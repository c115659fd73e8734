//! Orders and order lines.
//!
//! Stock movements live in `jouwwinkel_core::stock`.

use rust_decimal::Decimal;
use sqlx::{PgConnection, PgExecutor, PgPool};
use tracing::instrument;

use jouwwinkel_core::models::{Order, OrderLine, ShippingAddress, ShippingPartner};
use jouwwinkel_core::{
    ComboId, CustomerId, Email, OrderId, OrderLineId, OrderStatus, PaymentMethod, ProductId,
    ShippingPartnerId, VariantId,
};

use super::RepositoryError;

macro_rules! order_select {
    () => {
        "SELECT id, customer_id, email, status, payment_method, payment_status, \
         full_name, phone, street, postal_code, city, country, \
         subtotal, discount_total, shipping_fee, total, coupon_code, shipping_partner_id, \
         tracking_number, notes, created_at, updated_at, shipped_at, delivered_at \
         FROM shop.customer_order"
    };
}

macro_rules! order_returning {
    () => {
        " RETURNING id, customer_id, email, status, payment_method, payment_status, \
         full_name, phone, street, postal_code, city, country, \
         subtotal, discount_total, shipping_fee, total, coupon_code, shipping_partner_id, \
         tracking_number, notes, created_at, updated_at, shipped_at, delivered_at"
    };
}

/// Header of an order about to be placed.
#[derive(Debug, Clone)]
pub struct NewOrder {
    pub customer_id: CustomerId,
    pub email: Email,
    pub payment_method: PaymentMethod,
    pub address: ShippingAddress,
    pub subtotal: Decimal,
    pub discount_total: Decimal,
    pub shipping_fee: Decimal,
    pub total: Decimal,
    pub coupon_code: Option<String>,
    pub notes: String,
}

/// A line about to be stored, with the title and price at time of sale.
#[derive(Debug, Clone)]
pub struct NewOrderLine {
    pub product_id: Option<ProductId>,
    pub variant_id: Option<VariantId>,
    pub combo_id: Option<ComboId>,
    pub title: String,
    pub variant_label: Option<String>,
    pub unit_price: Decimal,
    pub quantity: i32,
    pub line_total: Decimal,
}

/// Repository for a customer's order history.
pub struct OrderRepository<'a> {
    pool: &'a PgPool,
}

impl<'a> OrderRepository<'a> {
    /// Create a new order repository.
    #[must_use]
    pub const fn new(pool: &'a PgPool) -> Self {
        Self { pool }
    }

    /// A customer's orders, newest first.
    ///
    /// # Errors
    ///
    /// Returns `RepositoryError::Database` if the query fails.
    pub async fn list_for_customer(
        &self,
        customer_id: CustomerId,
    ) -> Result<Vec<Order>, RepositoryError> {
        let rows = sqlx::query_as::<_, Order>(concat!(
            order_select!(),
            " WHERE customer_id = $1 ORDER BY created_at DESC"
        ))
        .bind(customer_id)
        .fetch_all(self.pool)
        .await?;
        Ok(rows)
    }

    /// One order, only if it belongs to the customer.
    ///
    /// # Errors
    ///
    /// Returns `RepositoryError::Database` if the query fails.
    pub async fn get_for_customer(
        &self,
        id: OrderId,
        customer_id: CustomerId,
    ) -> Result<Option<Order>, RepositoryError> {
        let row = sqlx::query_as::<_, Order>(concat!(
            order_select!(),
            " WHERE id = $1 AND customer_id = $2"
        ))
        .bind(id)
        .bind(customer_id)
        .fetch_optional(self.pool)
        .await?;
        Ok(row)
    }

    /// Lines of an order in insertion order.
    ///
    /// # Errors
    ///
    /// Returns `RepositoryError::Database` if the query fails.
    pub async fn lines(&self, order_id: OrderId) -> Result<Vec<OrderLine>, RepositoryError> {
        lines(self.pool, order_id).await
    }

    /// The carrier an order was handed to.
    ///
    /// # Errors
    ///
    /// Returns `RepositoryError::Database` if the query fails.
    pub async fn shipping_partner(
        &self,
        id: ShippingPartnerId,
    ) -> Result<Option<ShippingPartner>, RepositoryError> {
        let row = sqlx::query_as::<_, ShippingPartner>(
            "SELECT id, name, tracking_url_template, contact_email, contact_phone, is_active, \
             created_at FROM shop.shipping_partner WHERE id = $1",
        )
        .bind(id)
        .fetch_optional(self.pool)
        .await?;
        Ok(row)
    }

    /// Whether the customer has received this product in a delivered order.
    ///
    /// # Errors
    ///
    /// Returns `RepositoryError::Database` if the query fails.
    pub async fn has_delivered_purchase(
        &self,
        customer_id: CustomerId,
        product_id: ProductId,
    ) -> Result<bool, RepositoryError> {
        let found: bool = sqlx::query_scalar(
            "SELECT EXISTS ( \
                SELECT 1 FROM shop.customer_order o \
                JOIN shop.order_line l ON l.order_id = o.id \
                LEFT JOIN shop.combo_item ci ON ci.combo_id = l.combo_id \
                WHERE o.customer_id = $1 AND o.status = 'delivered' \
                  AND (l.product_id = $2 OR ci.product_id = $2))",
        )
        .bind(customer_id)
        .bind(product_id)
        .fetch_one(self.pool)
        .await?;
        Ok(found)
    }
}

/// Lines of an order on any executor.
///
/// # Errors
///
/// Returns `RepositoryError::Database` if the query fails.
pub async fn lines<'e, E>(executor: E, order_id: OrderId) -> Result<Vec<OrderLine>, RepositoryError>
where
    E: PgExecutor<'e>,
{
    let rows = sqlx::query_as::<_, OrderLine>(
        "SELECT id, order_id, product_id, variant_id, combo_id, title, variant_label, \
         unit_price, quantity, line_total FROM shop.order_line WHERE order_id = $1 ORDER BY id",
    )
    .bind(order_id)
    .fetch_all(executor)
    .await?;
    Ok(rows)
}

// =============================================================================
// Transactional helpers
// =============================================================================

/// Insert an order header.
///
/// # Errors
///
/// Returns `RepositoryError::Database` if the insert fails.
#[instrument(skip_all, fields(customer_id = %order.customer_id))]
pub async fn insert_order(conn: &mut PgConnection, order: &NewOrder) -> Result<Order, RepositoryError> {
    let row = sqlx::query_as::<_, Order>(concat!(
        "INSERT INTO shop.customer_order (customer_id, email, payment_method, full_name, phone, \
         street, postal_code, city, country, subtotal, discount_total, shipping_fee, total, \
         coupon_code, notes) \
         VALUES ($1, $2, $3, $4, $5, $6, $7, $8, $9, $10, $11, $12, $13, $14, $15)",
        order_returning!()
    ))
    .bind(order.customer_id)
    .bind(&order.email)
    .bind(order.payment_method)
    .bind(&order.address.full_name)
    .bind(&order.address.phone)
    .bind(&order.address.street)
    .bind(&order.address.postal_code)
    .bind(&order.address.city)
    .bind(&order.address.country)
    .bind(order.subtotal)
    .bind(order.discount_total)
    .bind(order.shipping_fee)
    .bind(order.total)
    .bind(order.coupon_code.as_deref())
    .bind(&order.notes)
    .fetch_one(conn)
    .await?;
    Ok(row)
}

/// Insert one order line.
///
/// # Errors
///
/// Returns `RepositoryError::Database` if the insert fails.
pub async fn insert_line(
    conn: &mut PgConnection,
    order_id: OrderId,
    line: &NewOrderLine,
) -> Result<OrderLineId, RepositoryError> {
    let id = sqlx::query_scalar::<_, OrderLineId>(
        "INSERT INTO shop.order_line (order_id, product_id, variant_id, combo_id, title, \
         variant_label, unit_price, quantity, line_total) \
         VALUES ($1, $2, $3, $4, $5, $6, $7, $8, $9) RETURNING id",
    )
    .bind(order_id)
    .bind(line.product_id)
    .bind(line.variant_id)
    .bind(line.combo_id)
    .bind(&line.title)
    .bind(line.variant_label.as_deref())
    .bind(line.unit_price)
    .bind(line.quantity)
    .bind(line.line_total)
    .fetch_one(conn)
    .await?;
    Ok(id)
}

/// Lock an order owned by the customer.
///
/// # Errors
///
/// Returns `RepositoryError::Database` if the query fails.
pub async fn lock_for_customer(
    conn: &mut PgConnection,
    id: OrderId,
    customer_id: CustomerId,
) -> Result<Option<Order>, RepositoryError> {
    let row = sqlx::query_as::<_, Order>(concat!(
        order_select!(),
        " WHERE id = $1 AND customer_id = $2 FOR UPDATE"
    ))
    .bind(id)
    .bind(customer_id)
    .fetch_optional(conn)
    .await?;
    Ok(row)
}

/// Set an order's status.
///
/// # Errors
///
/// Returns `RepositoryError::Database` if the update fails.
pub async fn set_status(
    conn: &mut PgConnection,
    id: OrderId,
    status: OrderStatus,
) -> Result<(), RepositoryError> {
    sqlx::query("UPDATE shop.customer_order SET status = $2, updated_at = NOW() WHERE id = $1")
        .bind(id)
        .bind(status)
        .execute(conn)
        .await?;
    Ok(())
}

* **Task to carry out**: Please copy each line of the records above in which the word "Decimal" can be found.

* **Solution to the exercise**:
use rust_decimal::Decimal;
    pub subtotal: Decimal,
    pub discount_total: Decimal,
    pub shipping_fee: Decimal,
    pub total: Decimal,
    pub unit_price: Decimal,
    pub line_total: Decimal,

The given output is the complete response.